Outdoor dining at a Philadelphia restaurant on April 4, 2021. The job market remains challenging, with the government reporting Thursday, April 8, 2021, that initial claims for state unemployment benefits rose last week. (Hannah Beier/The New York Times)

The U.S. job market remains challenging, with the government reporting Thursday that initial claims for state unemployment benefits rose last week.

A total of 741,000 workers filed first-time claims for state jobless benefits last week, an increase of 18,000, the Labor Department said. It was the second consecutive weekly increase after new claims hit a pandemic low.

At the same time, 152,000 new claims were filed for Pandemic Unemployment Assistance, a federal program covering freelancers, part-timers and others who do not routinely qualify for state benefits. That was a decline of 85,000.

Neither figure is seasonally adjusted.

“It’s surprising and disappointing,” Rubeela Farooqi, chief U.S. economist at High Frequency Economics, said of the increase in state filings. “But our expectation remains that as large sections of the economy come back online, recovery in the labor market will be ongoing.”

Increases in two states — California and New York — more than accounted for the week’s rise nationwide. Oxford Economics said it was unaware of any particular factors that might have driven claims higher in those states.

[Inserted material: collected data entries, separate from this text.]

//! Segment file naming and validation

use std::fmt;
use std::fs::File;
use std::io::{self, BufReader};
use std::path::Path;

use super::record::{decode_next, Decoded};

const FILE_PREFIX: &str = "segment-";
const FILE_SUFFIX: &str = ".log";

/// Monotonic segment number. Lower ids are older.
#[derive(Debug, Clone, Copy, Default, PartialEq, Eq, PartialOrd, Ord, Hash)]
pub struct SegmentId(pub u64);

impl SegmentId {
    pub fn file_name(&self) -> String {
        format!("{}{:020}{}", FILE_PREFIX, self.0, FILE_SUFFIX)
    }

    pub fn parse_file_name(name: &str) -> Option<Self> {
        name.strip_prefix(FILE_PREFIX)?
            .strip_suffix(FILE_SUFFIX)?
            .parse()
            .ok()
            .map(SegmentId)
    }
}

impl fmt::Display for SegmentId {
    fn fmt(&self, f: &mut fmt::Formatter<'_>) -> fmt::Result {
        write!(f, "{}", self.0)
    }
}

/// Valid prefix of a segment file
#[derive(Debug, Clone, PartialEq, Eq)]
pub(crate) struct SegmentScan {
    pub file_len: u64,
    pub valid_len: u64,
    pub records: u64,
    pub torn: Option<&'static str>,
}

/// Walk every record and find where the valid data ends.
pub(crate) fn scan(path: &Path) -> io::Result<SegmentScan> {
    let file = File::open(path)?;
    let file_len = file.metadata()?.len();
    let mut reader = BufReader::new(file);

    let mut valid_len = 0u64;
    let mut records = 0u64;
    loop {
        match decode_next(&mut reader, file_len - valid_len)? {
            Decoded::Record(_, len) => {
                valid_len += len;
                records += 1;
            },
            Decoded::End => {
                return Ok(SegmentScan {
                    file_len,
                    valid_len,
                    records,
                    torn: None,
                })
            },
            Decoded::Torn(reason) => {
                return Ok(SegmentScan {
                    file_len,
                    valid_len,
                    records,
                    torn: Some(reason),
                })
            },
        }
    }
}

Claims rose above 1 million early in the year but have come down since then, helped by the spread of vaccinations, the easing of restrictions on businesses in many states and the arrival of $1,400 stimulus payments for most individuals.

While the rise in regular claims was a setback, the drop in Pandemic Unemployment Assistance claims was encouraging, according to AnnElizabeth Konkel, an economist at Indeed Hiring Lab.

“It’s still movement in the right direction,” she said.

Diane Swonk, chief economist at the accounting firm Grant Thornton, said the decline in Pandemic Unemployment Assistance claims could be a sign that the most vulnerable workers were finally benefiting from the uptick in hiring.

“They’ve been living on fumes, but it suggests that some of these gig workers don’t need the unemployment insurance as much as they did before,” she said.

Overall, she added, the report is “a reminder of why the Federal Reserve is being so patient — it’s really a show-me economy.”

Job postings have been outpacing job searches, she said, possibly because many workers have not been able to secure vaccines in high-risk areas and remain nervous about coming off the sidelines.

“They want a job, but there is a hesitancy there, and that’s understandable,” Swonk said.

On Friday, the government reported that employers added 916,000 jobs in March, twice February’s gain and the most since August. The unemployment rate dipped to 6%, the lowest since the pandemic began, with nearly 350,000 people rejoining the labor force.

Still, there is plenty of ground to make up.

Even after March’s job gains, the economy is 8.4 million jobs short of where it was in February 2020. Entire sectors, like travel and leisure, as well as restaurants and bars, are only beginning to recover from the millions of job losses that followed the pandemic’s arrival.

“The claims numbers are a reminder that the labor market recovery, while we still expect it to happen, has a ways to go,” said Nancy Vanden Houten, lead economist at Oxford Economics. “Things are opening up, but not uniformly, and many people are still out of work.”